Carmena’s win demonstrates how Spain’s grassroots “indignado” (“the outraged”) protesters are continuing to make the move from city squares to the halls of power via upstart political party Podemos, or We Can, which backed her campaign in Madrid.

Far-left Podemos was born just last year from the ashes of Spain’s 2011 indignados movement, in which demonstrators camped in city squares to protest austerity measures and forced evictions brought about by the country’s ruinous economic crisis, providing a model for the global Occupy movement.

Despite its infancy, Podemos is emerging as kingmaker, upsetting the nation’s traditional two-party system, which has dominated since Spain transitioned back to democracy after the death of dictator General Francisco Franco in 1975.

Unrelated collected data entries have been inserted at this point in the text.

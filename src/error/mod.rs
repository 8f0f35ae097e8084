//! Error types and handling for quiver
//!
//! Uses `thiserror` for error definitions and `miette` for pretty diagnostics.
//!
//! This module is organized into sub-modules by error domain:
//! - [`spec`]: Install spec parsing errors
//! - [`repo`]: Repository registry errors
//! - [`package`]: Installed package errors
//! - [`git`]: Version control errors
//! - [`fs`]: File system errors

pub mod fs;
pub mod git;
pub mod package;
pub mod repo;
pub mod spec;

use miette::Diagnostic;
use thiserror::Error;

/// Main error type for quiver operations
#[derive(Error, Diagnostic, Debug)]
pub enum QuiverError {
    // Spec errors
    #[error("Invalid install spec '{input}': {reason}")]
    #[diagnostic(
        code(quiver::spec::invalid),
        help("Install specs look like namespace:path[@version], e.g. acme:bundles/web-fetch")
    )]
    InvalidSpec { input: String, reason: String },

    #[error("Unknown artifact kind '{segment}' in path '{path}'")]
    #[diagnostic(
        code(quiver::spec::unknown_kind),
        help("Paths must start with one of: bundles/, snippets/, profiles/, triggers/")
    )]
    UnknownArtifactKind { segment: String, path: String },

    // Repository errors
    #[error("Namespace '{namespace}' is already registered")]
    #[diagnostic(
        code(quiver::repo::namespace_exists),
        help("Pass --namespace to register the repository under a different name")
    )]
    NamespaceExists { namespace: String },

    #[error("Invalid namespace '{namespace}'")]
    #[diagnostic(
        code(quiver::repo::invalid_namespace),
        help("Namespaces may only contain lowercase letters, digits and '-'")
    )]
    InvalidNamespace { namespace: String },

    #[error("Invalid repository URL: {url}")]
    #[diagnostic(
        code(quiver::repo::invalid_url),
        help(
            "Valid formats: gh:owner/repo, https://host/owner/repo.git, git@host:owner/repo.git, file:///path/owner/repo"
        )
    )]
    InvalidRepositoryUrl { url: String },

    #[error("Repository '{namespace}' not found")]
    #[diagnostic(
        code(quiver::repo::not_found),
        help("Run 'quiver repo list' to see registered repositories")
    )]
    RepositoryNotFound { namespace: String },

    #[error("Mirror for repository '{namespace}' is missing at {path}")]
    #[diagnostic(
        code(quiver::repo::mirror_missing),
        help("Remove the repository and add it again to recreate the mirror")
    )]
    MirrorMissing { namespace: String, path: String },

    // Package errors
    #[error("Package '{name}' is not installed")]
    #[diagnostic(
        code(quiver::package::not_found),
        help("Run 'quiver list' to see installed packages")
    )]
    PackageNotFound { name: String },

    #[error("Package '{name}' is already installed")]
    #[diagnostic(
        code(quiver::package::already_installed),
        help("Use 'quiver update --apply {name}' to reinstall it from the latest mirror")
    )]
    AlreadyInstalled { name: String },

    #[error("Failed to install '{name}': {reason}")]
    #[diagnostic(code(quiver::package::install_failed))]
    InstallFailed { name: String, reason: String },

    // Version control errors
    #[error("Git {operation} failed: {message}")]
    #[diagnostic(code(quiver::git::failed))]
    VersionControl { operation: String, message: String },

    // Document errors
    #[error("Failed to parse {path}: {reason}")]
    #[diagnostic(code(quiver::config::parse_failed))]
    ConfigParseFailed { path: String, reason: String },

    #[error("Invalid configuration: {message}")]
    #[diagnostic(code(quiver::config::invalid))]
    ConfigInvalid { message: String },

    #[error("Unsupported format version {version} in {path}")]
    #[diagnostic(
        code(quiver::config::unsupported_version),
        help("This file was written by a newer quiver; upgrade quiver to read it")
    )]
    UnsupportedFormatVersion { path: String, version: u32 },

    // File system errors
    #[error("Failed to read file: {path}: {reason}")]
    #[diagnostic(code(quiver::fs::read_failed))]
    FileReadFailed { path: String, reason: String },

    #[error("Failed to write file: {path}: {reason}")]
    #[diagnostic(code(quiver::fs::write_failed))]
    FileWriteFailed { path: String, reason: String },

    #[error("IO error: {message}")]
    #[diagnostic(code(quiver::fs::io_error))]
    IoError { message: String },
}

impl From<std::io::Error> for QuiverError {
    fn from(err: std::io::Error) -> Self {
        QuiverError::IoError {
            message: err.to_string(),
        }
    }
}

impl From<serde_json::Error> for QuiverError {
    fn from(err: serde_json::Error) -> Self {
        QuiverError::ConfigParseFailed {
            path: "unknown".to_string(),
            reason: err.to_string(),
        }
    }
}

impl From<git2::Error> for QuiverError {
    fn from(err: git2::Error) -> Self {
        git::failed("operation", &err)
    }
}

impl From<inquire::InquireError> for QuiverError {
    fn from(err: inquire::InquireError) -> Self {
        QuiverError::IoError {
            message: err.to_string(),
        }
    }
}

/// Result type alias using miette for error handling
pub type Result<T> = miette::Result<T, QuiverError>;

Seizing on electorate anger over six years of severe spending cuts and a string of high-profile corruption scandals, Podemos and upstart center-right group Cuidadanos (Citizens) called on voters to reject the mainstream and throw the major two parties out of power.

In Spain’s second and third largest cities — Barcelona and Valencia — voters heeded the call.

In Barcelona, Podemos-backed anti-eviction activist Ada Colau, who has no prior political experience, was elected the city’s first female mayor after securing support of independents and Socialists.

She ousted conservative Xavier Trias, in a result that mirrored Madrid’s historic changing of the guard.

As the news broke, a 2013 photo of Colau being hauled away by riot police for protesting a housing eviction went viral on Twitter, with the caption: “The mayor of Barcelona. Congratulations.”

A teary Colau told supporters: “Ordinary people, who normally don’t have any power, had a historic opportunity and used it. Congratulations.”

That, says Fernando Vallespin, professor of political science at the Autonomous University of Madrid, is one of the upshots of Podemos’s success.

“The best thing about Podemos is that they have allowed people who were outside of the Spanish political system, who didn’t trust the system any more, to enter or return,” he says.

Elsewhere around Spain, the PP lost many of its absolute majorities, suffering its worst result in more than two decades.

Prime Minister Mariano Rajoy, conceding the flogging was less than ideal, was quick to point out that his party still gained the most votes overall with 27 percent of the polls, amid bleak predictions for this year’s upcoming national elections.

Antonio Barroso, senior vice president at Teneo Intelligence, a political risk advisory firm based in London, agreed the defeat could have been worse.

“Certainly it’s bad news in that they have lost considerable power but considering you have a very unpopular prime minister and all the corruption cases that have been tainting politicians, from nationwide scandals regarding party funding to local and regional corruption, well, in a nutshell, it could have been worse,” Barroso says.

But Manuel Villoria, a political science professor at Madrid’s King Juan Carlos University, says the fragmentation of Spain’s political landscape spells trouble for the PP ahead of the national elections, likely to be held in November.

“It is unlikely that the PP will have enough power to control the government so Podemos will probably be the party with enough seats to decide who’s going to run the country,” Villoria says.

Rajoy has already flagged a Cabinet reshuffle and will likely try to shift the focus to Spain’s economic rebound after years of financial crisis in a bid to secure a second term.

The PP is also likely to appeal to the large number of conservative voters who abstained on May 24, leaking away crucial support.

But many analysts believe future instability is all but inevitable as the splintering vote forces parties to negotiate coalitions, historically unusual in Spain and often viewed with distrust by the Spanish public.

Nonetheless, many hope the changes spark a new era of transparency and accountability in Spain.

Says new Barcelona Mayor Colau: “I think what happened in Spain is a democratic revolution. The people have been empowered, and they have spoken.”